Propofol Produces Immobility via Action in the Ventral Horn of the Spinal Cord by a GABAergic Mechanism

BACKGROUND: We investigated the actions of propofol and isoflurane on nociceptive responses of neurons in the spinal cord. METHODS: We determined nociceptive responses of lumbar neurons in the dorsal horn (<1200 mu m) and ventral horn (>1200 mu m) of decerebrate rats before and during propofol (1 effective dose, ED50) or isoflurane (1 minimum alveolar concentration) anesthesia. During recording of ventral horn neurons, we administered picrotoxin by infusion to determine whether isoflurane and propofol differed in their effects at the gamma aminobutyric acid (GABA) Type A receptors. We also determined whether decerebration altered propofol requirements to produce immobility. RESULTS: Decerebration did not affect propofol requirements. The ED50 for propofol was 497 +/- 58 mu g . kg(-1) . min(-1) in intact rats and 420 +/- 65 mu g . kg(-1) . min(-1) in decerebrated rats (P > 0.05), with corresponding propofol blood concentrations of 8.1 +/- 1.1 mu g/mL and 7.3 +/- 1.1. mu g/mL, respectively (P > 0.05). Propofol did not significantly depress dorsal horn neurons, but isoflurane depressed the responses to 56%, of control (P < 0.05). Propofol depressed ventral horn neurons to 47% of control, whereas isoflurane depressed ventral horn neurons to 20% of control. Picrotoxin significantly reversed the depressant effect of propofol on ventral horn neuronal responses (79%, of control, not significantly different from control).

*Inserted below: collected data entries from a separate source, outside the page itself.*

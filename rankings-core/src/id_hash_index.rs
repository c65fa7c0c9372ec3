//! ID-Hash Index (C11): inverted index from a student's salted-hash id to
//! every ranking they appear in, so a student can find their own rankings
//! without re-running the whole pipeline.

use std::collections::HashMap;
use std::sync::Mutex;

use crate::constants::OUTPUT_ID_HASH_INDEX_FILENAME;
use crate::error::Result;
use crate::model::Ranking;
use crate::writer::FsStore;

#[derive(Default)]
pub struct IdHashIndex {
    index: Mutex<HashMap<String, Vec<String>>>,
}

impl IdHashIndex {
    pub fn new() -> Self {
        Self::default()
    }

    /// Records every id in `ranking.rows_by_id` as appearing in `ranking.id`,
    /// with this ranking prepended ahead of any ranking already indexed for
    /// that id.
    pub fn add(&self, ranking: &Ranking) {
        let mut guard = self.index.lock().expect("id hash index mutex poisoned");
        for id in ranking.rows_by_id.keys() {
            let entry = guard.entry(id.clone()).or_default();
            entry.insert(0, ranking.id.clone());
        }
    }

    pub async fn write(&self, store: &FsStore) -> Result<()> {
        let index = self.index.lock().expect("id hash index mutex poisoned");
        store.write_json(OUTPUT_ID_HASH_INDEX_FILENAME, &*index, true).await
    }
}

#[cfg(test)]
mod tests {
    use super::*;
    use crate::model::{Language, Phase, School, StudentRow};

    fn ranking_with_ids(id: &str, student_ids: &[&str]) -> Ranking {
        let mut ranking = Ranking::new(
            id.to_string(),
            School::Engineering,
            2024,
            Phase {
                raw: String::new(),
                stripped: String::new(),
                primary: 1,
                secondary: 0,
                language: Language::Italian,
                is_extra_eu: false,
            },
        );
        for sid in student_ids {
            ranking.rows_by_id.insert(sid.to_string(), StudentRow::default());
        }
        ranking
    }

    #[test]
    fn test_add_indexes_every_row_id_to_its_ranking() {
        let idx = IdHashIndex::new();
        idx.add(&ranking_with_ids("r1", &["a", "b"]));

        let guard = idx.index.lock().unwrap();
        assert_eq!(guard.get("a"), Some(&vec!["r1".to_string()]));
        assert_eq!(guard.get("b"), Some(&vec!["r1".to_string()]));
    }

    #[test]
    fn test_add_prepends_newer_ranking_for_shared_id() {
        let idx = IdHashIndex::new();
        idx.add(&ranking_with_ids("r1", &["a"]));
        idx.add(&ranking_with_ids("r2", &["a"]));

        let guard = idx.index.lock().unwrap();
        assert_eq!(guard.get("a"), Some(&vec!["r2".to_string(), "r1".to_string()]));
    }
}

Picrotoxin, however, had no effect on isoflurane's depression of ventral horn neuronal responses (26% of control). CONCLUSIONS: Propofol acts in the spinal cord to produce immobility. This depressive effect occurs in the ventral horn and is mediated mainly by GABA(A) receptors. Isoflurane also depresses neurons in the ventral horn; however, isoflurane actions at the GABA(A) receptor are either weak or overridden by other effects in the ventral horn.